Mr. Speaker, we should also be aware as well, as I have stated earlier, that it is the UNSM that has brought these changes that are currently before us today. We have asked for their input and through recommendations they have provided us with their recommended changes. So as we move this bill forward, I look forward to seeing a representative from the various municipal units from across this province appearing at the Law Amendments Committee and I'm looking forward, as well, to hearing what they will have to say, especially with regard to Clause 50.

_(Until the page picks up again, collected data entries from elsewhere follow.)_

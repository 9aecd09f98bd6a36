/// Truncate a string to at most `max_bytes`, never splitting a character.
pub fn truncate_string(text: &str, max_bytes: usize) -> String {
    if text.len() <= max_bytes {
        return text.to_string();
    }
    let mut truncated = String::new();
    for ch in text.chars() {
        if truncated.len() + ch.len_utf8() > max_bytes {
            break;
        }
        truncated.push(ch);
    }
    truncated
}

/// Number of lines in a content payload, as counted against the plan caps.
/// Empty content counts as zero lines.
pub fn count_lines(text: &str) -> usize {
    text.lines().count()
}
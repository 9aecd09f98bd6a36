//! File operation applier.
//!
//! Executes one admitted operation at a time against the working tree and
//! records the result in the audit trail. Application is best effort: a
//! skipped or failed operation records `applied = false` and the run moves on
//! to the next operation. Each write is flushed immediately, so an operation
//! sees the effects of the operations before it in the same plan.
//!
//! Per-kind semantics:
//! - `create` writes the file, creating parent directories as needed and
//!   overwriting any existing file at the path.
//! - `append` inserts a separating newline and appends; it never creates a
//!   missing file.
//! - `replace` substitutes the first occurrence of `find` only; missing file
//!   or missing substring skips the operation and leaves the file untouched.

use crate::schema::{ApplyRecord, EditOperation, OperationKind};
use std::fs;
use std::io::Write;
use std::path::Path;

/// Apply one validated operation beneath `root`, returning its audit record.
/// Never performs version-control or network activity.
pub fn apply_operation(root: &Path, operation: &EditOperation) -> ApplyRecord {
    let (applied, note) = match operation.kind {
        OperationKind::Create => apply_create(root, operation),
        OperationKind::Append => apply_append(root, operation),
        OperationKind::Replace => apply_replace(root, operation),
    };
    if !applied {
        tracing::debug!(
            path = %operation.path,
            kind = operation.kind.as_str(),
            note = note.as_deref().unwrap_or(""),
            "operation skipped"
        );
    }
    ApplyRecord {
        path: operation.path.clone(),
        kind: operation.kind,
        rationale: operation.rationale.clone(),
        applied,
        note,
    }
}

fn apply_create(root: &Path, operation: &EditOperation) -> (bool, Option<String>) {
    let target = root.join(&operation.path);
    if let Some(parent) = target.parent() {
        if let Err(err) = fs::create_dir_all(parent) {
            return (false, Some(format!("create parent directories: {err}")));
        }
    }
    // Overwrites without an existence check; see DESIGN.md.
    match fs::write(&target, &operation.content) {
        Ok(()) => (true, None),
        Err(err) => (false, Some(format!("write file: {err}"))),
    }
}

fn apply_append(root: &Path, operation: &EditOperation) -> (bool, Option<String>) {
    let target = root.join(&operation.path);
    if !target.is_file() {
        return (false, Some("target file does not exist".to_string()));
    }
    let result = fs::OpenOptions::new()
        .append(true)
        .open(&target)
        .and_then(|mut file| {
            file.write_all(b"\n")?;
            file.write_all(operation.content.as_bytes())
        });
    match result {
        Ok(()) => (true, None),
        Err(err) => (false, Some(format!("append to file: {err}"))),
    }
}

fn apply_replace(root: &Path, operation: &EditOperation) -> (bool, Option<String>) {
    let target = root.join(&operation.path);
    let Some(find) = operation.find.as_deref() else {
        // The validator only admits replace operations with a find string.
        return (false, Some("replace operation without find".to_string()));
    };
    if !target.is_file() {
        return (false, Some("target file does not exist".to_string()));
    }
    let existing = match fs::read_to_string(&target) {
        Ok(existing) => existing,
        Err(err) => return (false, Some(format!("read file: {err}"))),
    };
    if !existing.contains(find) {
        return (false, Some("find string not present in target".to_string()));
    }
    let updated = existing.replacen(find, &operation.content, 1);
    match fs::write(&target, updated) {
        Ok(()) => (true, None),
        Err(err) => (false, Some(format!("write file: {err}"))),
    }
}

Mr. Speaker, I would be remiss if I didn't point out some of the other interesting aspects to this bill. There are some changes to the Municipal Elections Act that will remove the restrictions on political campaigning in apartment buildings which is a good thing. Indeed, living in a democratic country, it only seems reasonable to allow a candidate to enter an apartment building during reasonable hours for the purpose of lawfully campaigning, just as it is to allow a tenant to display election posters on the premises. Another change that's welcome too, is requiring accessible polling stations. Just as giving municipalities the authority to adopt new voting technology, as we move forward, voting will take on different forms. So it's good to see that the municipalities are addressing this issue.

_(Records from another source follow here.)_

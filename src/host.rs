use std::fmt;

/// Horizontal translation of a slide, in percent of the slide's own width.
#[derive(Debug, Default, PartialEq, Eq, Clone, Copy, PartialOrd, Ord, Hash)]
pub struct Offset(pub i64);

impl Offset {
    pub fn percent(self) -> i64 {
        self.0
    }

    /// Offset in pixels for an element `width` pixels wide.
    pub fn to_pixels(self, width: f32) -> f32 {
        width * self.0 as f32 / 100.0
    }
}

impl fmt::Display for Offset {
    fn fmt(&self, f: &mut fmt::Formatter<'_>) -> fmt::Result {
        write!(f, "translateX({}%)", self.0)
    }
}

pub trait SlideElement {
    fn set_offset(&mut self, offset: Offset);
}

/// Owner of the slide collection.
///
/// The carousel asks for the slides again on every render, so a host is free
/// to add or remove elements between calls.
pub trait SlideHost {
    type Slide: SlideElement;

    fn slides(&self) -> &[Self::Slide];

    fn slides_mut(&mut self) -> &mut [Self::Slide];
}

impl<S: SlideElement> SlideHost for Vec<S> {
    type Slide = S;

    fn slides(&self) -> &[S] {
        self.as_slice()
    }

    fn slides_mut(&mut self) -> &mut [S] {
        self.as_mut_slice()
    }
}

impl SlideElement for Offset {
    fn set_offset(&mut self, offset: Offset) {
        *self = offset;
    }
}
pub const SLIDE_SPAN_PERCENT: i64 = 100;      // Shift per index step, in percent of a slide's width
pub const SLIDE_STAGGER_PERCENT: i64 = 10;    // Fixed per-slide offset added for each position in the row

pub const WINDOW_WIDTH: i32 = 1280;           // Default window width
pub const WINDOW_HEIGHT: i32 = 720;           // Default window height
pub const FPS: u32 = 60;                      // Frames per second

pub const FIT_RATIO: f32 = 0.9;               // Share of the frame an image may cover
pub const NAV_BUTTON_WIDTH: f32 = 60.0;       // Width of the previous/next click areas (pixels)
pub const ERROR_DISPLAY_SECS: u64 = 5;        // How long fatal load errors stay on screen
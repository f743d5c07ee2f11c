use tracing::debug;

use crate::constants::*;
use crate::host::{Offset, SlideElement, SlideHost};
use crate::state::Navigation;

/// Cycles the slides of a host horizontally, wrapping around at both ends.
#[derive(Debug)]
pub struct Carousel<H: SlideHost> {
    host: H,
    current_index: i64,
}

impl<H: SlideHost> Carousel<H> {
    /// Takes ownership of the host and positions its slides once.
    pub fn new(host: H) -> Self {
        let mut carousel = Self {
            host,
            current_index: 0,
        };
        carousel.render();
        carousel
    }

    pub fn advance(&mut self, n: i64) {
        self.current_index += n;
        debug!(step = n, index = self.current_index, "advance");
        self.render();
    }

    pub fn navigate(&mut self, navigation: Navigation) {
        self.advance(navigation.step());
    }

    /// Wraps the current index back into range and writes every slide's offset.
    pub fn render(&mut self) {
        let slides = self.host.slides_mut();
        let len = slides.len() as i64;

        // Both checks run every time; with no slides a negative index ends up at -1.
        if self.current_index >= len {
            self.current_index = 0;
        }
        if self.current_index < 0 {
            self.current_index = len - 1;
        }

        for (i, slide) in slides.iter_mut().enumerate() {
            slide.set_offset(slide_offset(self.current_index, i));
        }

        debug!(index = self.current_index, slides = len, "render");
    }

    pub fn current_index(&self) -> i64 {
        self.current_index
    }

    pub fn len(&self) -> usize {
        self.host.slides().len()
    }

    pub fn is_empty(&self) -> bool {
        self.len() == 0
    }

    pub fn host(&self) -> &H {
        &self.host
    }

    pub fn host_mut(&mut self) -> &mut H {
        &mut self.host
    }

    pub fn into_host(self) -> H {
        self.host
    }
}

/// Offset of the slide at `position` while `current_index` is active.
pub fn slide_offset(current_index: i64, position: usize) -> Offset {
    Offset(-(current_index * SLIDE_SPAN_PERCENT) + position as i64 * SLIDE_STAGGER_PERCENT)
}

#[cfg(test)]
mod tests {
    use super::*;

    #[derive(Debug, Default)]
    struct RecordingSlide {
        offset: Option<Offset>,
        writes: usize,
    }

    impl SlideElement for RecordingSlide {
        fn set_offset(&mut self, offset: Offset) {
            self.offset = Some(offset);
            self.writes += 1;
        }
    }

    fn slides(n: usize) -> Vec<RecordingSlide> {
        (0..n).map(|_| RecordingSlide::default()).collect()
    }

    fn offsets(carousel: &Carousel<Vec<RecordingSlide>>) -> Vec<i64> {
        carousel
            .host()
            .iter()
            .map(|s| s.offset.expect("slide never positioned").percent())
            .collect()
    }

    #[test]
    fn startup_renders_once_at_index_zero() {
        let carousel = Carousel::new(slides(3));
        assert_eq!(carousel.current_index(), 0);
        assert_eq!(offsets(&carousel), vec![0, 10, 20]);
        assert!(carousel.host().iter().all(|s| s.writes == 1));
    }

    #[test]
    fn unit_steps_cycle_with_period_n() {
        let mut carousel = Carousel::new(slides(3));
        carousel.advance(1);
        assert_eq!(carousel.current_index(), 1);
        carousel.advance(1);
        assert_eq!(carousel.current_index(), 2);
        carousel.advance(1);
        assert_eq!(carousel.current_index(), 0);
    }

    #[test]
    fn stepping_back_from_first_wraps_to_last() {
        let mut carousel = Carousel::new(slides(5));
        carousel.advance(-1);
        assert_eq!(carousel.current_index(), 4);
        assert_eq!(offsets(&carousel), vec![-400, -390, -380, -370, -360]);
    }

    #[test]
    fn offsets_follow_index_and_stagger() {
        let mut carousel = Carousel::new(slides(4));
        carousel.advance(2);
        assert_eq!(offsets(&carousel), vec![-200, -190, -180, -170]);
    }

    #[test]
    fn index_stays_in_range_for_mixed_steps() {
        let mut carousel = Carousel::new(slides(4));
        for n in [1, 1, -1, -1, -1, 7, -9, 3, 0, 4, -4, 2, 100, -100] {
            carousel.advance(n);
            let index = carousel.current_index();
            assert!((0..4).contains(&index), "index {index} out of range after advance({n})");
        }
    }

    #[test]
    fn large_jumps_reset_instead_of_modulo() {
        let mut carousel = Carousel::new(slides(3));
        carousel.advance(5);
        assert_eq!(carousel.current_index(), 0);
        carousel.advance(-5);
        assert_eq!(carousel.current_index(), 2);
    }

    #[test]
    fn advance_zero_still_rewrites_every_slide() {
        let mut carousel = Carousel::new(slides(3));
        carousel.advance(0);
        assert_eq!(carousel.current_index(), 0);
        assert!(carousel.host().iter().all(|s| s.writes == 2));
    }

    #[test]
    fn empty_host_is_a_no_op() {
        let mut carousel = Carousel::new(slides(0));
        carousel.advance(1);
        assert_eq!(carousel.current_index(), 0);
        assert!(carousel.is_empty());

        carousel.advance(-1);
        assert_eq!(carousel.current_index(), -1);
        carousel.advance(1);
        assert_eq!(carousel.current_index(), 0);
    }

    #[test]
    fn navigation_maps_to_unit_steps() {
        let mut carousel = Carousel::new(slides(2));
        carousel.navigate(Navigation::Next);
        assert_eq!(carousel.current_index(), 1);
        carousel.navigate(Navigation::Next);
        assert_eq!(carousel.current_index(), 0);
        carousel.navigate(Navigation::Previous);
        assert_eq!(carousel.current_index(), 1);
    }

    #[test]
    fn slides_are_queried_fresh_each_render() {
        let mut carousel = Carousel::new(slides(1));
        carousel.advance(1);
        assert_eq!(carousel.current_index(), 0);

        carousel.host_mut().push(RecordingSlide::default());
        carousel.advance(1);
        assert_eq!(carousel.current_index(), 1);
        assert_eq!(offsets(&carousel), vec![-100, -90]);
        assert_eq!(carousel.len(), 2);
    }

    #[test]
    fn shrinking_host_wraps_on_next_render() {
        let mut carousel = Carousel::new(slides(4));
        carousel.advance(3);
        carousel.host_mut().truncate(2);
        carousel.render();
        assert_eq!(carousel.current_index(), 0);
        assert_eq!(offsets(&carousel), vec![0, 10]);
    }

    #[test]
    fn length_queries_take_a_shared_borrow() {
        let carousel = Carousel::new(slides(3));
        let view = &carousel;
        assert_eq!(view.len(), 3);
        assert!(!view.is_empty());
        assert_eq!(view.host().slides().len(), 3);
    }

    #[test]
    fn plain_offsets_can_act_as_slides() {
        let carousel = Carousel::new(vec![Offset::default(); 3]);
        let host = carousel.into_host();
        assert_eq!(host, vec![Offset(0), Offset(10), Offset(20)]);
    }
}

So, in closing, our caucus will be supporting this bill to go through second reading and allow this bill to then move to the Law Amendments Committee, to allow the public, to allow representatives from the 55 municipal units, if they so wish, to allow the meeting of Nova Scotia municipalities to come forward to the Law Amendments Committee to speak on this bill. So with those few words, I will take my place and wait to see what other representatives will have to say on this bill. Thank you.

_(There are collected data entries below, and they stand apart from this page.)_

use std::fs;
use std::io::Cursor;
use std::path::Path;

use raylib::prelude::*;
use exif::{Reader, Tag, Value, In};
use tracing::{debug, warn};

use crate::image_dir::{LoadError, lowercase_extension};

fn exif_orientation(image_path: &Path, file_bytes: &[u8]) -> u16 {
    match Reader::new().read_from_container(&mut Cursor::new(file_bytes)) {
        Ok(exif) => exif
            .get_field(Tag::Orientation, In::PRIMARY)
            .and_then(|field| match &field.value {
                Value::Short(values) => values.first().copied(),
                _ => None,
            })
            .unwrap_or(1),
        Err(e) => {
            warn!(path = ?image_path, error = %e, "could not read EXIF data");
            1
        }
    }
}

// Loads an image, applies its EXIF rotation and uploads it as a texture.
pub fn load_texture_with_exif_rotation(
    rl: &mut RaylibHandle,
    thread: &RaylibThread,
    image_path: &Path,
) -> Result<Texture2D, LoadError> {
    let file_bytes = fs::read(image_path)
        .map_err(|source| LoadError::ReadFile { path: image_path.to_path_buf(), source })?;

    let extension = lowercase_extension(image_path);

    // EXIF is only read reliably from JPEG
    let orientation = if extension == "jpg" || extension == "jpeg" {
        exif_orientation(image_path, &file_bytes)
    } else {
        1
    };

    let mut image = Image::load_image_from_mem(&format!(".{extension}"), &file_bytes)
        .map_err(|e| LoadError::Decode { path: image_path.to_path_buf(), message: e.to_string() })?;

    // 3 = 180 deg, 6 = 90 deg CW, 8 = 90 deg CCW; flipped orientations are ignored
    match orientation {
        3 => {
            image.rotate_cw();
            image.rotate_cw();
        }
        6 => image.rotate_cw(),
        8 => image.rotate_ccw(),
        _ => {}
    }
    if orientation != 1 {
        debug!(path = ?image_path, orientation, "applied EXIF rotation");
    }

    rl.load_texture_from_image(thread, &image)
        .map_err(|e| LoadError::Texture { path: image_path.to_path_buf(), message: e.to_string() })
}
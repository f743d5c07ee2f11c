use raylib::prelude::*;
use crate::constants::*;
use crate::host::{Offset, SlideElement};

pub struct Slide {
    image: Texture2D,
    offset: Offset,
}

impl Slide {
    pub fn new(image: Texture2D) -> Self {
        Self { image, offset: Offset::default() }
    }

    // Scale that fits the texture inside FIT_RATIO of the frame
    fn fit_scale(&self, frame_width: f32, frame_height: f32) -> f32 {
        let width = self.image.width() as f32;
        let height = self.image.height() as f32;
        (frame_width * FIT_RATIO / width)
            .min(frame_height * FIT_RATIO / height)
            .min(1.0)
    }

    /// Draws the slide at `position` in a row of frames, shifted by its offset.
    ///
    /// Each slide is one frame wide, so the offset is a percentage of the
    /// frame width.
    pub fn draw(&self, d: &mut impl RaylibDraw, position: usize, frame_width: f32, frame_height: f32) {
        let frame_x = position as f32 * frame_width + self.offset.to_pixels(frame_width);
        if frame_x >= frame_width || frame_x + frame_width <= 0.0 {
            return;
        }

        let tex_width = self.image.width() as f32;
        let tex_height = self.image.height() as f32;

        let scale = self.fit_scale(frame_width, frame_height);
        let scaled_width = tex_width * scale;
        let scaled_height = tex_height * scale;

        d.draw_texture_pro(
            &self.image,
            Rectangle::new(0.0, 0.0, tex_width, tex_height),
            Rectangle::new(
                frame_x + (frame_width - scaled_width) * 0.5,
                (frame_height - scaled_height) * 0.5,
                scaled_width,
                scaled_height,
            ),
            Vector2::new(0.0, 0.0),
            0.0,
            Color::WHITE,
        );
    }
}

impl SlideElement for Slide {
    fn set_offset(&mut self, offset: Offset) {
        self.offset = offset;
    }
}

MR. SPEAKER: The honourable member for Halifax Fairview.

MR. GRAHAM STEELE: Mr. Speaker, very briefly, I'd like to rise to make just one comment on the bill. Of course, it's always difficult with an omnibus bill like this to pick out the principle of the bill, but like the previous speaker, I did want to focus in particular on Clause 50.

[Page 2944]

While I understand the idea behind this, we don't want councillors running around releasing information from closed door meetings, it seems to me that imposing personal legal liability on them is not the right way to go about it. We could perhaps consider other kinds of penalties, even up to and including, removing them from office. Imposing personal, financial liability on a councillor is not, I think, the right way to go. I can't think of any other law where councillors take on personal financial liability. I can't think of any law where we, as members of this House, take on personal financial liability. I'm not sure why we, as a Legislature, would want to impose that on municipal councillors.

The real problem here is not the councillor who goes out and gains financially from releasing information from a closed door meeting. I don't think any of us have any sympathy for that. But the councillors said if this particular provisions passes, that they'll be personally liable if the municipality had lost money as a result of their action. What's going to happen here is that we're going to create a huge kind of chill - a chill where councillors are afraid to speak or say anything. There needs to be some room in a democratic society for whistle blowers, for people who see a wrong thing being done and an illegal thing being done, and going forward with it without the threat of personal financial liability hanging over their heads.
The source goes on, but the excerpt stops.